Would you copy each line of the data below that has "edit"?

__INPUT DATA__
--- START ---
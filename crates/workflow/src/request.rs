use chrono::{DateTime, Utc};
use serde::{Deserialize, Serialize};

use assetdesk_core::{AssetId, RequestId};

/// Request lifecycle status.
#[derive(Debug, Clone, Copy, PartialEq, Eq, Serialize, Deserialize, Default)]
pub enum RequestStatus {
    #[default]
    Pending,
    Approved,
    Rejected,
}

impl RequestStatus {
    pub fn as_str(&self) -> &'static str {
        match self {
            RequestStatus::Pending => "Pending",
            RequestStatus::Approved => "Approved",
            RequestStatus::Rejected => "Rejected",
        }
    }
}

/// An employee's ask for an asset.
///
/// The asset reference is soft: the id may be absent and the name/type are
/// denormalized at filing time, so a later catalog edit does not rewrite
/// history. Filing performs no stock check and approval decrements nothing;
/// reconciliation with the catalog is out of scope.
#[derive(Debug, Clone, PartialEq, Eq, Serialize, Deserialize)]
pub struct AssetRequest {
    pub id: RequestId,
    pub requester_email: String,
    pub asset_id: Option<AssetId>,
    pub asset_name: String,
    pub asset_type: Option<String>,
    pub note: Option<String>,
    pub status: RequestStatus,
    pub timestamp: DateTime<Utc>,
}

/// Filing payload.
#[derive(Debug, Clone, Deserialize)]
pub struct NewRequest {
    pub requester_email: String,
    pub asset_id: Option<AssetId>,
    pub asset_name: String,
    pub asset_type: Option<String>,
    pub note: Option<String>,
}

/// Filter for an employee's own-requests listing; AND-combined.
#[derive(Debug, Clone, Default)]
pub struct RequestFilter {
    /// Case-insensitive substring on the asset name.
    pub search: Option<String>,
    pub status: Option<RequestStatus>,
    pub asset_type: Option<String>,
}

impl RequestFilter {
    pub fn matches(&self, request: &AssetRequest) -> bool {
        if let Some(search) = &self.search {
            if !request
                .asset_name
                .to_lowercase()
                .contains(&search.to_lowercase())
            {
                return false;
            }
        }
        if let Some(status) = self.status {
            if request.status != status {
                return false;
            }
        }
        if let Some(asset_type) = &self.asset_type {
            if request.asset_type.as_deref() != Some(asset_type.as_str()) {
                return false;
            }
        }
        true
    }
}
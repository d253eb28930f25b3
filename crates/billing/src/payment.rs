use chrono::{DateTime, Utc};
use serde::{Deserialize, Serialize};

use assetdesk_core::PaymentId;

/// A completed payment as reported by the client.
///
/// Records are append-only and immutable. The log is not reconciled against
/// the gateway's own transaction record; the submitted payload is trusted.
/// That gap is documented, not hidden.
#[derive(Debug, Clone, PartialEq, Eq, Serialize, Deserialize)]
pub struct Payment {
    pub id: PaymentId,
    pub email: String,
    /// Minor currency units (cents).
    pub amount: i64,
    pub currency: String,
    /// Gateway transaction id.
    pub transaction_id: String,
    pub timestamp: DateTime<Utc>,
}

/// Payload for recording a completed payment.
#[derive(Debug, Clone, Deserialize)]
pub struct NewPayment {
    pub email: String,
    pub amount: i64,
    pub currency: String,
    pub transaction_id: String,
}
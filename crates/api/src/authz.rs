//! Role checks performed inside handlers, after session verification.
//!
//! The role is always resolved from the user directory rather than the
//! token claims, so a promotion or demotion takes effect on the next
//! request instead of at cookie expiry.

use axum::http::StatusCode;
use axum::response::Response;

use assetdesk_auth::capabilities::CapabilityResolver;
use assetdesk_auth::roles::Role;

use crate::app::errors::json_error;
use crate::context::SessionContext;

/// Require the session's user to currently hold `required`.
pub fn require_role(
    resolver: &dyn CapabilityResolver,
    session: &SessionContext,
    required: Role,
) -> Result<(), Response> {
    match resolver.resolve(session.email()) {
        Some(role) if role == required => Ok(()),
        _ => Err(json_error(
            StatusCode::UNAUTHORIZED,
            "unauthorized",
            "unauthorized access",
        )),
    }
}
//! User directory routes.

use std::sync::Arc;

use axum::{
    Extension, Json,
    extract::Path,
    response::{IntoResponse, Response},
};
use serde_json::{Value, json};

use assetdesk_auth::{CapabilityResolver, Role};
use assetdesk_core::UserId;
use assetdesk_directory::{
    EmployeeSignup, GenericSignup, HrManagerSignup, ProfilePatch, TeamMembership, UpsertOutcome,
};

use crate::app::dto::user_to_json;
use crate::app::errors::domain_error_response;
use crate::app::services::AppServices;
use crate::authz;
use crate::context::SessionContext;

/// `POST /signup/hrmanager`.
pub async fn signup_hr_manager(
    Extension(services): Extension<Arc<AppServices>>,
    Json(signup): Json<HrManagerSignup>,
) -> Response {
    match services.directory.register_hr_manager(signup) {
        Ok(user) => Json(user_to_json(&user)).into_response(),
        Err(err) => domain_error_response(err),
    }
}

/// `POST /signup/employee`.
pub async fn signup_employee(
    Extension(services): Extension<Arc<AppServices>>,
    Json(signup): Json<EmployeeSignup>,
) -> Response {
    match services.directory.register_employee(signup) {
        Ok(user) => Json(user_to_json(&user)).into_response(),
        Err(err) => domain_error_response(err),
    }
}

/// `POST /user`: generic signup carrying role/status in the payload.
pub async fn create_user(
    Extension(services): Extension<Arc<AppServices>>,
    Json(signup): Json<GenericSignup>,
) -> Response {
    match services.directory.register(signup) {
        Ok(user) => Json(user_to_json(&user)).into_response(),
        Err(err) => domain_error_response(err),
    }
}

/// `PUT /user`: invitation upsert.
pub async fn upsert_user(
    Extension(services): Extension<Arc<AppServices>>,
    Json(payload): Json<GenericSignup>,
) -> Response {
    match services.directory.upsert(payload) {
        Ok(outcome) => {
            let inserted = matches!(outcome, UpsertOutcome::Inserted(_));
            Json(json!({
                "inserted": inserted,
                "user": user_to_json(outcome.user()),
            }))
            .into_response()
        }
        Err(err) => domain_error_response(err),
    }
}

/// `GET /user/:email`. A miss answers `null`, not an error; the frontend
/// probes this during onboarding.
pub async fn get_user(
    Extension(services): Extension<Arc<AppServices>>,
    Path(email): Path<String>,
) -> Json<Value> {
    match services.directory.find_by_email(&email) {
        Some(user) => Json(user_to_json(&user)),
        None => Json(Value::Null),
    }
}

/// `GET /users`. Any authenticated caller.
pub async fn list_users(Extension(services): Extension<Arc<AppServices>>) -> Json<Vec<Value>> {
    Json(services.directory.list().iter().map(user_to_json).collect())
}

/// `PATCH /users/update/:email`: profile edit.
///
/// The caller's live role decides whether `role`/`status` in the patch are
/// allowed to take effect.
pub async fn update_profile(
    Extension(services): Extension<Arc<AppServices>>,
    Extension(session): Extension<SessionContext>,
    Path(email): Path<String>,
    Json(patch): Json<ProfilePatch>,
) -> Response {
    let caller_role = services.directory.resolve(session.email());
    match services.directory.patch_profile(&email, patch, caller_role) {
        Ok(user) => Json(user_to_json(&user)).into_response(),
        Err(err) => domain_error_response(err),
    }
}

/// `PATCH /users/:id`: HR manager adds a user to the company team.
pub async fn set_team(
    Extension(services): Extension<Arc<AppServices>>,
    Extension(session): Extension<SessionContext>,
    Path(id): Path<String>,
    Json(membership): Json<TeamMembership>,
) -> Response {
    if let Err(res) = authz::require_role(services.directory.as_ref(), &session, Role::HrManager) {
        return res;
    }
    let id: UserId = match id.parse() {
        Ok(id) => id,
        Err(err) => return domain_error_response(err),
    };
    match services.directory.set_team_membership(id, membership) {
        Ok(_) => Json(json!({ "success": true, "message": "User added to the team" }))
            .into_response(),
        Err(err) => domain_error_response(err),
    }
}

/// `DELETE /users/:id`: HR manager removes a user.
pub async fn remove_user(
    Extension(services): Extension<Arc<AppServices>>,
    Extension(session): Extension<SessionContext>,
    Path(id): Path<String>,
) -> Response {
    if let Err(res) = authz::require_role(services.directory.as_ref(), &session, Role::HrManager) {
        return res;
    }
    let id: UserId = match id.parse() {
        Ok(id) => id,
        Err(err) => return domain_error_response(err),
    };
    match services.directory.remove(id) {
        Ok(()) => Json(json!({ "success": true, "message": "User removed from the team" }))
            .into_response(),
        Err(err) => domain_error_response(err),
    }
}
--- END ---
__ANSWER BOX__
/// denormalized at filing time, so a later catalog edit does not rewrite
/// `PATCH /users/update/:email`: profile edit.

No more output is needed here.